» Your objective: I would like the number of lines in the data that contain the word "TokenError". Please give that number alone.

» Exercise materials:
.....

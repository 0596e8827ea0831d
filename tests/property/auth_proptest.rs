//! Property-based tests for the credential codec and token service

use chrono::{Duration, Utc};
use clinic_backend::backend::auth::{CredentialCodec, TokenError, TokenService};
use proptest::prelude::*;

proptest! {
    #![proptest_config(ProptestConfig::with_cases(4))]

    #[test]
    fn test_hash_verifies_only_its_password(
        password in "[a-zA-Z0-9]{6,20}",
        other in "[a-zA-Z0-9]{6,20}",
    ) {
        prop_assume!(password != other);
        let codec = CredentialCodec::new();
        let hash = codec.hash(&password).unwrap();

        prop_assert!(codec.verify(&hash, &password).unwrap());
        prop_assert!(!codec.verify(&hash, &other).unwrap());
    }
}

proptest! {
    #[test]
    fn test_token_round_trip(user_id in 1i64..i64::MAX) {
        let tokens = TokenService::new("proptest-secret", Duration::hours(1));
        let token = tokens.issue(user_id).unwrap();
        prop_assert_eq!(tokens.validate(&token).unwrap(), user_id);
    }

    #[test]
    fn test_expired_tokens_rejected(user_id in 1i64..1_000_000, hours_ago in 2i64..1000) {
        let tokens = TokenService::new("proptest-secret", Duration::hours(1));
        let token = tokens
            .issue_at(user_id, Utc::now() - Duration::hours(hours_ago))
            .unwrap();
        prop_assert_eq!(tokens.validate(&token), Err(TokenError::ExpiredToken));
    }

    #[test]
    fn test_tokens_from_other_keys_rejected(user_id in 1i64..1_000_000) {
        let issuer = TokenService::new("secret-a", Duration::hours(1));
        let verifier = TokenService::new("secret-b", Duration::hours(1));
        let token = issuer.issue(user_id).unwrap();
        prop_assert_eq!(verifier.validate(&token), Err(TokenError::InvalidToken));
    }
}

.....

» Finished exercise: 3